Отчего оказался отвергнутым, не принятым в литературный круг (в начале XX в. — символистский). Потому что всё, им написанное, было слишком и категорически серьёзно, дабы это понять, восприять от ещё довольно молодого, неокрепшего «присяжного» студента-провинциала: «косматый баловень природы, и математик и поэт…», — тут же нарисовывается из «жара веков» Александр Сергеевич.

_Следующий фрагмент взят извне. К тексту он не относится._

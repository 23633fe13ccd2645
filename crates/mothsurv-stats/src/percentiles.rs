//! Nearest-rank percentiles.

/// Computes a single percentile value from sorted data.
///
/// This function uses the nearest-rank method (also called "ordinary" percentile).
/// For a dataset with n values, the k-th percentile is the value at position
/// `floor(n * k / 100)`, clamped to the last value.
///
/// Returns `f64::NAN` if the input is empty.
///
/// # Examples
///
/// ```
/// use mothsurv_stats::percentiles::compute_percentile;
///
/// let values = vec![1.0, 2.0, 3.0, 4.0, 5.0];
/// assert_eq!(compute_percentile(&values, 50.0), 3.0);
/// assert_eq!(compute_percentile(&values, 25.0), 2.0);
/// assert_eq!(compute_percentile(&values, 100.0), 5.0);
/// ```
#[expect(
    clippy::cast_sign_loss,
    clippy::cast_possible_truncation,
    clippy::cast_precision_loss
)]
#[must_use]
pub fn compute_percentile(sorted_values: &[f64], percentile: f64) -> f64 {
    if sorted_values.is_empty() {
        return f64::NAN;
    }
    let idx = ((sorted_values.len() as f64 * percentile) / 100.0) as usize;
    let idx = idx.min(sorted_values.len() - 1);
    sorted_values[idx]
}

/// The 25th, 50th and 75th percentiles of sorted data, `None` when empty.
///
/// ```
/// use mothsurv_stats::percentiles::quartile_cuts;
///
/// let values = [0.18, 0.20, 0.22, 0.25, 0.27, 0.30, 0.31, 0.35];
/// assert_eq!(quartile_cuts(&values), Some([0.22, 0.27, 0.31]));
/// assert_eq!(quartile_cuts(&[]), None);
/// ```
#[must_use]
pub fn quartile_cuts(sorted_values: &[f64]) -> Option<[f64; 3]> {
    if sorted_values.is_empty() {
        return None;
    }
    Some([25.0, 50.0, 75.0].map(|p| compute_percentile(sorted_values, p)))
}

#[cfg(test)]
mod tests {
    use super::*;

    #[test]
    fn test_percentile_of_single_value() {
        assert_eq!(compute_percentile(&[4.2], 0.0), 4.2);
        assert_eq!(compute_percentile(&[4.2], 99.0), 4.2);
        assert_eq!(quartile_cuts(&[4.2]), Some([4.2; 3]));
    }

    #[test]
    fn test_empty_percentile_is_nan() {
        assert!(compute_percentile(&[], 50.0).is_nan());
    }

    #[test]
    fn test_cuts_are_ordered() {
        let values = (0..37).map(f64::from).collect::<Vec<_>>();
        let [q1, q2, q3] = quartile_cuts(&values).unwrap();
        assert!(q1 <= q2 && q2 <= q3);
        assert_eq!(q2, 18.0);
    }
}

Признанные мэтры (Кузмин, Городецкий, В. Иванов, Н. Гумилёв) даже не «шевельнули пальцем» в сторону безумца, знобимого «мистической лихорадкой». Глазами мечущего молнии. Взмахом руки повелевающего облакам и апоплексическим законам громовых штормов ощеривать зубы на враждебный круг гротеска — социум. Не заметив, пропустив (от надменности ли, непомерной занятости собой, — кто знает?) первую, вполне гётевскую инкарнацию мастера, уже тогда перевернувшего вверх тормашками эстетические и художественно-методологические литературные принципы. Основанные не на иерархии временны? х построений, условной предметности и их преемственности. А на иерархии «невиданного» доселе зверя — слова. Гения, с младых ногтей утверждавшего, мол, абсолютно всё, не противоречащее духу русского языка, «дозволено поэту». Включая знаменитые хлебниковские отступления — поэзо-картинки, графические узоры, разгоняющие «боль тоски». Токмо лишь вселяющие в исследователя филологическую апорию, упирающуюся в невозможность вынуть из хлебниковских слово- и «видео"-образов воображаемое. Как, представим, они без церемоний «вынимаются» из картин Босха, Брейгеля или Калло, кодирующих сюжеты всецело понятной символикой, пусть и агглютинативно-фантастической акупунктуры. Создавая гипертрофированную мистерию иллюзий, — тем не менее в предметном изложении.
(Потом, позднее, все они, хором, воспрянут славословием «идиотических Энштейнов». Но Хлебникову похвальбы уже будут не нужны.)
Так, предметно, точнее даже, предсмертно-чувственно живописует Флобер:
«…Головы аллигаторов на ногах косуль, совы с змеиными хвостами, свиньи с мордой тигра, козы с ослиным задом, лягушки, мохнатые как медведи, хамелеоны ростом с гиппопотамов, телята о двух головах — одной плачущей, другой мычащей, четверни-недоноски, связанные друг с другом пуповиной и кружащиеся как волчки, крылатые животы, порхающие как мошки, — чего тут только нет. (…) Повсюду пылают глаза, ревут пасти, выпячиваются груди, вытягиваются когти, скрежещут зубы, плещутся тела. Одни из них рожают, другие совокупляются, а то одним глотком пожирают друг друга».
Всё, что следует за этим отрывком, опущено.